TEL AVIV (Reuters) – DNA testing firm MyHeritage launched a partnership with China’s BGI Genomics Co to set up a COVID-19 testing lab in Israel that aims to be fully operational by April 9.

Financial details were not disclosed.

BGI has set up similar labs in China, including in Wuhan City, the epicenter of the pandemic. 

Upon its launch, the new laboratory will process 10,000 tests daily, and shortly after will increase capacity to 20,000 a day, Israel-based MyHeritage said on Monday. The current daily testing capacity in Israel is just over 5,000. 
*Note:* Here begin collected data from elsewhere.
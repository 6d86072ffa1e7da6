//! Read-only queries against the current snapshot.
//!
//! Every operation grabs the current [`Snapshot`](crate::Snapshot) once and
//! scans it linearly. The dataset is a single in-memory document, so there
//! are no indexes. Nothing here can trigger a reload.

use std::collections::HashSet;
use std::sync::Arc;

use crate::error::QueryError;
use crate::mapping::FieldMapping;
use crate::snapshot::{Record, Snapshot};
use crate::store::{SnapshotStatus, SnapshotStore};

/// Query service over a shared [`SnapshotStore`].
#[derive(Debug, Clone)]
pub struct CatalogQuery {
    store: Arc<SnapshotStore>,
    mapping: FieldMapping,
}

impl CatalogQuery {
    /// Create a query service reading `store` through `mapping`.
    pub const fn new(store: Arc<SnapshotStore>, mapping: FieldMapping) -> Self {
        Self { store, mapping }
    }

    /// All records in document order.
    pub fn list_all(&self) -> Result<Vec<Record>, QueryError> {
        Ok(self.snapshot()?.records.clone())
    }

    /// The record whose identifier equals `id`.
    pub fn get_by_id(&self, id: i64) -> Result<Record, QueryError> {
        self.snapshot()?
            .records
            .iter()
            .find(|r| self.mapping.id_matches(r, id))
            .cloned()
            .ok_or(QueryError::NotFound(id))
    }

    /// Records whose category contains `category`, ignoring case.
    ///
    /// Records without a string category never match. No match is an empty
    /// result, not an error.
    pub fn filter_by_category(&self, category: &str) -> Result<Vec<Record>, QueryError> {
        let snapshot = self.snapshot()?;
        let needle = category.to_lowercase();

        Ok(snapshot
            .records
            .iter()
            .filter(|r| contains_folded(self.mapping.category_of(r), &needle))
            .cloned()
            .collect())
    }

    /// Records whose name or category contains `query`, ignoring case.
    ///
    /// Readiness is checked before the query, so an empty query against an
    /// unloaded store reports [`QueryError::NotReady`].
    pub fn search(&self, query: Option<&str>) -> Result<Vec<Record>, QueryError> {
        let snapshot = self.snapshot()?;
        let needle = match query {
            Some(q) if !q.is_empty() => q.to_lowercase(),
            _ => {
                return Err(QueryError::BadRequest(String::from(
                    "query parameter `q` is required",
                )));
            }
        };

        Ok(snapshot
            .records
            .iter()
            .filter(|r| {
                contains_folded(self.mapping.name_of(r), &needle)
                    || contains_folded(self.mapping.category_of(r), &needle)
            })
            .cloned()
            .collect())
    }

    /// Distinct category values, in order of first appearance.
    pub fn list_categories(&self) -> Result<Vec<String>, QueryError> {
        let snapshot = self.snapshot()?;
        let mut seen = HashSet::new();

        Ok(snapshot
            .records
            .iter()
            .filter_map(|r| self.mapping.category_of(r))
            .filter(|c| seen.insert(*c))
            .map(ToOwned::to_owned)
            .collect())
    }

    /// Loader state. Never fails.
    pub fn status(&self) -> SnapshotStatus {
        self.store.status()
    }

    fn snapshot(&self) -> Result<Arc<Snapshot>, QueryError> {
        self.store.current().ok_or(QueryError::NotReady)
    }
}

fn contains_folded(haystack: Option<&str>, folded_needle: &str) -> bool {
    haystack.is_some_and(|h| h.to_lowercase().contains(folded_needle))
}

#[cfg(test)]
mod tests {
    use chrono::Utc;
    use serde_json::{Value, json};

    use super::*;

    fn query_over(document: Value, mapping: FieldMapping) -> CatalogQuery {
        let store = Arc::new(SnapshotStore::new());
        if let Ok(snapshot) = Snapshot::from_document(document, &mapping, Utc::now()) {
            store.install(snapshot);
        }
        CatalogQuery::new(store, mapping)
    }

    fn furniture() -> CatalogQuery {
        query_over(
            json!({"products": [
                {"id": 1, "name": "Chair", "category": "Furniture"},
                {"id": 2, "name": "Table", "category": "Furniture"},
                {"id": 3, "name": "Desk Lamp", "category": "Lighting"},
                {"id": 4, "name": "Poster"},
                {"id": 5, "name": "Armchair", "category": "furniture"},
            ]}),
            FieldMapping::english(),
        )
    }

    fn ids(records: &[Record]) -> Vec<i64> {
        records
            .iter()
            .filter_map(|r| r.get("id").and_then(Value::as_i64))
            .collect()
    }

    #[test]
    fn everything_is_not_ready_before_first_load() {
        let query = CatalogQuery::new(Arc::new(SnapshotStore::new()), FieldMapping::english());

        assert_eq!(query.list_all(), Err(QueryError::NotReady));
        assert_eq!(query.get_by_id(1), Err(QueryError::NotReady));
        assert_eq!(query.filter_by_category("x"), Err(QueryError::NotReady));
        assert_eq!(query.search(Some("x")), Err(QueryError::NotReady));
        assert_eq!(query.search(None), Err(QueryError::NotReady));
        assert_eq!(query.list_categories(), Err(QueryError::NotReady));
        assert!(!query.status().ready);
    }

    #[test]
    fn get_by_id_hits_and_misses() {
        let query = furniture();
        assert_eq!(
            query.get_by_id(2),
            Ok(json!({"id": 2, "name": "Table", "category": "Furniture"}))
        );
        assert_eq!(query.get_by_id(42), Err(QueryError::NotFound(42)));
    }

    #[test]
    fn get_by_id_accepts_integral_float_ids() {
        let query = query_over(
            json!({"products": [{"id": 2.0, "name": "Table"}]}),
            FieldMapping::english(),
        );
        assert_eq!(query.get_by_id(2), Ok(json!({"id": 2.0, "name": "Table"})));
        assert_eq!(query.get_by_id(3), Err(QueryError::NotFound(3)));
    }

    #[test]
    fn category_filter_is_case_insensitive_substring() {
        let query = furniture();
        let hits = query.filter_by_category("FURN");
        assert_eq!(hits.as_deref().map(ids), Ok(vec![1, 2, 5]));

        let none = query.filter_by_category("garden");
        assert_eq!(none, Ok(Vec::new()));
    }

    #[test]
    fn search_matches_name_or_category() {
        let query = furniture();
        assert_eq!(query.search(Some("ch")).as_deref().map(ids), Ok(vec![1, 5]));
        assert_eq!(query.search(Some("light")).as_deref().map(ids), Ok(vec![3]));
        assert_eq!(query.search(Some("POSTER")).as_deref().map(ids), Ok(vec![4]));
    }

    #[test]
    fn search_requires_a_query() {
        let query = furniture();
        assert!(matches!(query.search(None), Err(QueryError::BadRequest(_))));
        assert!(matches!(query.search(Some("")), Err(QueryError::BadRequest(_))));
    }

    #[test]
    fn categories_are_distinct_in_first_seen_order() {
        let query = furniture();
        assert_eq!(
            query.list_categories(),
            Ok(vec![
                String::from("Furniture"),
                String::from("Lighting"),
                String::from("furniture"),
            ])
        );
    }

    #[test]
    fn status_counts_records() {
        let status = furniture().status();
        assert!(status.ready);
        assert_eq!(status.record_count, 5);
        assert!(status.loaded_at.is_some());
    }

    #[test]
    fn end_to_end_chair_and_table() {
        let query = query_over(
            json!({"products": [{"id": 1, "name": "Chair"}, {"id": 2, "name": "Table"}]}),
            FieldMapping::english(),
        );

        assert_eq!(query.get_by_id(2), Ok(json!({"id": 2, "name": "Table"})));
        assert_eq!(query.get_by_id(3), Err(QueryError::NotFound(3)));
        assert_eq!(query.search(Some("ch")), Ok(vec![json!({"id": 1, "name": "Chair"})]));
    }

    #[test]
    fn spanish_mapping_drives_every_lookup() {
        let query = query_over(
            json!({"productos": [
                {"IdProducto": 7, "NombreArchivo": "silla.png", "Categoria": "Muebles"},
                {"IdProducto": 8, "NombreArchivo": "lampara.png", "Categoria": "Luces"},
            ]}),
            FieldMapping::spanish(),
        );

        assert!(query.get_by_id(8).is_ok());
        assert_eq!(query.filter_by_category("mueb").map(|r| r.len()), Ok(1));
        assert_eq!(query.search(Some("LAMP")).map(|r| r.len()), Ok(1));
        assert_eq!(
            query.list_categories(),
            Ok(vec![String::from("Muebles"), String::from("Luces")])
        );
    }
}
So far 4,347 people have tested positive for coronavirus in Israel and 15 have died.

MyHeritage is recruiting 150 employees for the lab, a national project in coordination with Israel’s Health Ministry, with the assistance of the Defence Ministry. The Health Ministry will be the lab’s primary customer. 
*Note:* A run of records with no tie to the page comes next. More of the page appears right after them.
//! Background refresh task.
//!
//! [`spawn_refresh`] reloads once immediately and then on every interval
//! tick, regardless of whether the previous attempt succeeded. There is no
//! backoff and no retry between ticks. The task runs until its
//! [`CancellationToken`] is cancelled.

use std::sync::Arc;
use std::time::Duration;

use tokio::task::JoinHandle;
use tokio::time::MissedTickBehavior;
use tokio_util::sync::CancellationToken;
use tracing::{info, warn};

use crate::loader::SnapshotLoader;

/// Default time between reloads.
pub const DEFAULT_REFRESH_INTERVAL: Duration = Duration::from_secs(1800);

/// Shortest accepted interval; [`tokio::time::interval`] rejects zero.
const MIN_REFRESH_INTERVAL: Duration = Duration::from_millis(1);

/// Spawn the periodic reload loop on the current Tokio runtime.
///
/// Cancellation is observed between reloads. A reload already in flight
/// runs to completion (or to the HTTP client's timeout) before the task
/// exits.
pub fn spawn_refresh(
    loader: Arc<SnapshotLoader>,
    every: Duration,
    cancel: CancellationToken,
) -> JoinHandle<()> {
    let every = every.max(MIN_REFRESH_INTERVAL);

    tokio::spawn(async move {
        let mut ticker = tokio::time::interval(every);
        ticker.set_missed_tick_behavior(MissedTickBehavior::Delay);

        info!(interval_secs = every.as_secs(), "catalog refresh task started");

        loop {
            tokio::select! {
                biased;
                () = cancel.cancelled() => break,
                _ = ticker.tick() => {}
            }

            if loader.reload().await.is_err() {
                warn!(
                    ready = loader.store().is_ready(),
                    "serving previous snapshot until next refresh"
                );
            }
        }

        info!("catalog refresh task stopped");
    })
}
BGI will send aerial shipments of all necessary equipment and machinery, most of which is in short supply in Israel. The shipments will include dozens of testing machines for coronavirus and RNA extraction robots. BGI will also send 25 experts to Israel to train laboratory staff.

MyHeritage will donate its profits from the venture to Israeli hospitals, CEO Gilad Japhet said.

The laboratory is part of a new joint venture between the Israeli company and BGI and is unrelated to MyHeritage’s consumer DNA tests, which are processed in a U.S. lab. The lab will test the RNA of samples submitted to detect COVID-19 infection and will not read DNA, the company said.